Upon the occurrence and continuance of an Event of Default, all payments, including any prepayments, shall, at the option of the Lender, be applied first to the payment of all costs and expenses incurred by the Lender arising out of the loan transaction evidenced by this Note, which have not been paid or reimbursed to the Lender, then to accrued interest on the unpaid principal balance of this Note, and then to the balance on account of the outstanding principal balance of this Note.

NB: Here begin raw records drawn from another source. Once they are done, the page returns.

//! Newtype domain identifiers.
//!
//! Run names, namespaces, event types and the like are distinct newtypes
//! wrapping a `String`, so a [`Namespace`] cannot be passed where a
//! [`RunName`] is expected even though both are plain strings on the wire.

use serde::{Deserialize, Serialize};
use uuid::Uuid;

// ---------------------------------------------------------------------------
// Macro for String-wrapped newtypes.
// Generates: struct, new() returning Option<Self>, as_str(), Display.
// ---------------------------------------------------------------------------
macro_rules! string_id {
    (
        $(#[$attr:meta])*
        $name:ident
    ) => {
        $(#[$attr])*
        #[derive(Debug, Clone, PartialEq, Eq, Hash, PartialOrd, Ord, Serialize, Deserialize)]
        #[serde(transparent)]
        pub struct $name(String);

        impl $name {
            /// Creates a new identifier, returning `None` if the value is empty.
            pub fn new(value: impl Into<String>) -> Option<Self> {
                let v = value.into();
                if v.is_empty() { None } else { Some(Self(v)) }
            }

            /// Returns the identifier as a string slice.
            pub fn as_str(&self) -> &str {
                &self.0
            }
        }

        impl std::fmt::Display for $name {
            fn fmt(&self, f: &mut std::fmt::Formatter<'_>) -> std::fmt::Result {
                write!(f, "{}", self.0)
            }
        }
    };
}

// ---------------------------------------------------------------------------
// Cluster object names
// ---------------------------------------------------------------------------

string_id! {
    /// Name proposed for every pipeline run created by one coordinator.
    ///
    /// Derived once at startup from the listener identity (`<listener>-<port>`),
    /// never per event.
    RunName
}

string_id! {
    /// A Kubernetes namespace.
    Namespace
}

impl Namespace {
    /// The Kubernetes `default` namespace.
    pub fn default_namespace() -> Self {
        Self("default".to_string())
    }
}

string_id! {
    /// Name of the cluster-resident listener object holding the run template.
    ListenerName
}

// ---------------------------------------------------------------------------
// Event metadata
// ---------------------------------------------------------------------------

string_id! {
    /// A CloudEvents `type` attribute (e.g. `"com.github.checksuite"`).
    EventType
}

string_id! {
    /// A CloudEvents `specversion` attribute (e.g. `"0.2"`).
    SpecVersion
}

impl SpecVersion {
    /// The single version this trigger accepts.
    pub fn supported() -> Self {
        Self(crate::config::SUPPORTED_SPEC_VERSION.to_string())
    }
}

string_id! {
    /// A Git commit SHA reported by the CI system as the check suite's head.
    Revision
}

/// Identifies a single inbound event for log correlation.
///
/// Taken from the CloudEvents `id` attribute when the sender supplies one;
/// otherwise generated on receipt.
#[derive(Debug, Clone, PartialEq, Eq, Hash, Serialize, Deserialize)]
#[serde(transparent)]
pub struct EventId(String);

impl EventId {
    /// Wraps a sender-supplied id, returning `None` if it is empty.
    pub fn new(value: impl Into<String>) -> Option<Self> {
        let v = value.into();
        if v.is_empty() {
            None
        } else {
            Some(Self(v))
        }
    }

    /// Generates a fresh random id.
    pub fn generate() -> Self {
        Self(Uuid::new_v4().to_string())
    }

    /// Returns the id as a string slice.
    pub fn as_str(&self) -> &str {
        &self.0
    }
}

impl std::fmt::Display for EventId {
    fn fmt(&self, f: &mut std::fmt::Formatter<'_>) -> std::fmt::Result {
        write!(f, "{}", self.0)
    }
}
// crates/server/src/routes/mod.rs
pub mod assets;
pub mod status;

Upon the happening and continuance of any Event of Default, the Lender may (i) declare the then outstanding principal balance of this Note and all interest accrued thereon and all applicable late charges and surcharges and all other liabilities and obligations of the Borrower to the Lender to be immediately due and payable, or (ii) terminate any obligation of the Lender to

 
 

 
make advances pursuant to the Term Loan under the Loan Agreement, whereupon the same shall become immediately due and payable without presentment or demand for payment, notice of non-payment, protest or any other demand or notice of any kind, all of which are expressly waived by the Borrower, except as otherwise set forth in the Loan Agreement.  Failure to exercise either or both such options shall not constitute a waiver of the right to exercise the same in the event of any subsequent default. Notwithstanding the foregoing, upon the occurrence and continuance of an Event of Default described in Sections 11.1(f) or (g) of the Loan Agreement, (A) any obligation of the Lender to advance hereunder shall automatically terminate and (B) the outstanding principal balance of this Note and all interest accrued thereon and all applicable late charges and surcharges and all other liabilities and obligations of the Borrower to the Lender shall become automatically due and payable without presentment or demand for payment, notice of non-payment, protest or any other demand or notice of any kind, all of which are expressly waived by the Borrower.

This Note has been executed and delivered in accordance with the Loan Agreement, which is incorporated herein by reference and which sets forth further rights of the Lender and duties of the Borrower and any guarantor, endorser or surety of any obligation of the Borrower to the Lender with respect hereto. All advances under the Term Loan made by the Lender to the Borrower and payments of principal and interest received by the Lender shall be evidenced by notation on the books and records of the Lender, which shall be conclusive as to the amounts owing to the Lender pursuant to the Note, absent manifest error; provided, however, that the failure of the Lender to make any such notation with respect to any advance or principal or interest payment shall not limit or otherwise affect the obligations of the Borrower hereunder.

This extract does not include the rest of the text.